NullModeling Baseball Player Ability with a Nested Dirichlet Distribution

by Brad Null

Abstract

In this study, we introduce the nested Dirichlet distribution and propose a method of using it to model Major League Baseball (MLB) player abilities. To do so, we define fourteen distinct outcome types for any typical plate appearance (excluding intentional walks and bunt attempts), and we assume that every player has an underlying fourteen dimensional ability vector, x, where each element represents the probability that the player will experience the corresponding outcome type in any typical plate appearance. Then we use the method of maximum likelihood to fit a nested Dirichlet prior joint distribution on x for all MLB batters (excluding pitchers) over the period from 2003-2006. As the nested Dirichlet (like the Dirichlet distribution) is a conjugate prior for multinomial data, this model yields a nested Dirichlet posterior distribution for all players as well.

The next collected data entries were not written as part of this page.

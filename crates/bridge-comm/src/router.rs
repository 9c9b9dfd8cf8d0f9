//! Method router: decides which channel an RPC method must use.
//!
//! Methods that need no user confirmation go to the hidden frame; everything
//! else goes to the default channel (the popup unless overridden).

use std::collections::HashSet;

use bridge_common::ChannelKind;
use bridge_config::RoutingConfig;

/// Methods that are side-effect free and can be answered silently.
pub const DEFAULT_FRAME_METHODS: &[&str] = &["aztec_accounts", "aztec_call"];

#[derive(Debug, Clone)]
pub struct MethodRouter {
    frame_methods: HashSet<String>,
    default_channel: ChannelKind,
}

impl MethodRouter {
    pub fn new<I, S>(frame_methods: I, default_channel: ChannelKind) -> Self
    where
        I: IntoIterator<Item = S>,
        S: Into<String>,
    {
        Self {
            frame_methods: frame_methods.into_iter().map(Into::into).collect(),
            default_channel,
        }
    }

    pub fn from_config(config: &RoutingConfig) -> Self {
        Self::new(config.frame_methods.iter().cloned(), config.default_channel)
    }

    /// Route a request by the method named in its payload.
    pub fn route(&self, method: Option<&str>) -> ChannelKind {
        match method {
            Some(method) if self.frame_methods.contains(method) => ChannelKind::Frame,
            _ => self.default_channel,
        }
    }

    pub fn add_frame_method(&mut self, method: impl Into<String>) {
        self.frame_methods.insert(method.into());
    }

    pub fn remove_frame_method(&mut self, method: &str) -> bool {
        self.frame_methods.remove(method)
    }

    pub fn set_default_channel(&mut self, kind: ChannelKind) {
        self.default_channel = kind;
    }

    pub fn default_channel(&self) -> ChannelKind {
        self.default_channel
    }

    pub fn is_frame_method(&self, method: &str) -> bool {
        self.frame_methods.contains(method)
    }
}

impl Default for MethodRouter {
    fn default() -> Self {
        Self::new(DEFAULT_FRAME_METHODS.iter().copied(), ChannelKind::Popup)
    }
}

#[cfg(test)]
mod tests {
    use super::*;

    #[test]
    fn default_routes_reads_to_frame() {
        let router = MethodRouter::default();
        assert_eq!(router.route(Some("aztec_call")), ChannelKind::Frame);
        assert_eq!(router.route(Some("aztec_accounts")), ChannelKind::Frame);
    }

    #[test]
    fn default_routes_everything_else_to_popup() {
        let router = MethodRouter::default();
        assert_eq!(router.route(Some("aztec_sendTransaction")), ChannelKind::Popup);
        assert_eq!(router.route(Some("aztec_requestAccounts")), ChannelKind::Popup);
        assert_eq!(router.route(Some("")), ChannelKind::Popup);
    }

    #[test]
    fn missing_method_uses_default_channel() {
        let router = MethodRouter::default();
        assert_eq!(router.route(None), ChannelKind::Popup);

        let router = MethodRouter::new(Vec::<String>::new(), ChannelKind::Frame);
        assert_eq!(router.route(None), ChannelKind::Frame);
    }

    #[test]
    fn method_names_are_case_sensitive() {
        let router = MethodRouter::default();
        assert_eq!(router.route(Some("AZTEC_CALL")), ChannelKind::Popup);
    }

    #[test]
    fn overridable_at_construction() {
        let mut router = MethodRouter::new(["read_only_call"], ChannelKind::Popup);
        assert_eq!(router.route(Some("read_only_call")), ChannelKind::Frame);
        assert_eq!(router.route(Some("aztec_call")), ChannelKind::Popup);

        router.add_frame_method("aztec_call");
        assert!(router.is_frame_method("aztec_call"));
        assert!(router.remove_frame_method("read_only_call"));
        assert_eq!(router.route(Some("read_only_call")), ChannelKind::Popup);
    }

    #[test]
    fn from_routing_config() {
        let config = RoutingConfig {
            frame_methods: vec!["aztec_getBalance".into()],
            default_channel: ChannelKind::Frame,
            ..Default::default()
        };
        let router = MethodRouter::from_config(&config);
        assert_eq!(router.route(Some("aztec_getBalance")), ChannelKind::Frame);
        assert_eq!(router.route(Some("aztec_call")), ChannelKind::Frame);
        assert_eq!(router.default_channel(), ChannelKind::Frame);
    }
}
//! Scripted answers for the simulated wallet.

use bridge_common::{Message, RpcError};
use serde_json::{json, Value};

pub const DEMO_ACCOUNT: &str = "0x1b7a0e5c55cc6b4a2f1a8f0f4cf9d7c0a3e2b1d0";

/// JSON-RPC "method not found".
const METHOD_NOT_FOUND: i64 = -32601;

/// Answer a JSON-RPC request the way a cooperative wallet would.
pub fn handle(request: &Message) -> Result<Value, RpcError> {
    match request.method() {
        Some("aztec_requestAccounts" | "aztec_accounts") => Ok(json!([DEMO_ACCOUNT])),
        Some("aztec_call") => Ok(json!({ "returnValues": [] })),
        Some("aztec_sendTransaction") => Ok(json!(format!(
            "0x{}",
            request.correlation_id.replace('-', "")
        ))),
        Some("wallet_watchAssets") => Ok(Value::Bool(true)),
        method => Err(RpcError {
            code: METHOD_NOT_FOUND,
            message: format!("method not found: {}", method.unwrap_or("<none>")),
            data: None,
        }),
    }
}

We evaluate these posteriors as a forecasting tool versus 2007 results and evaluate point estimates of the OPS (on base percentage plus slugging percentage) for all players derived from this model. Our results indicate that the model’s accuracy is near that of some popular projection systems, even without incorporation of potentially useful information such as age effects, stadium influences, and Minor League data. We conclude by discussing possible extensions to the model.

Bio

Brad Null is a Doctoral candidate in the department of Management Science and Engineering at Stanford University. His research interests include Forecasting and Decision Optimization in sports, Design and Analysis of Algorithms, and Game Theory and Mechanism Design as applied to sports and the Internet. From 2006-07, Brad also worked as the Sr. Director of Strategic Operations with the Golden Baseball League. He holds an MS and a BA from Stanford University, and is co-author of the book, The Summer that Saved Baseball.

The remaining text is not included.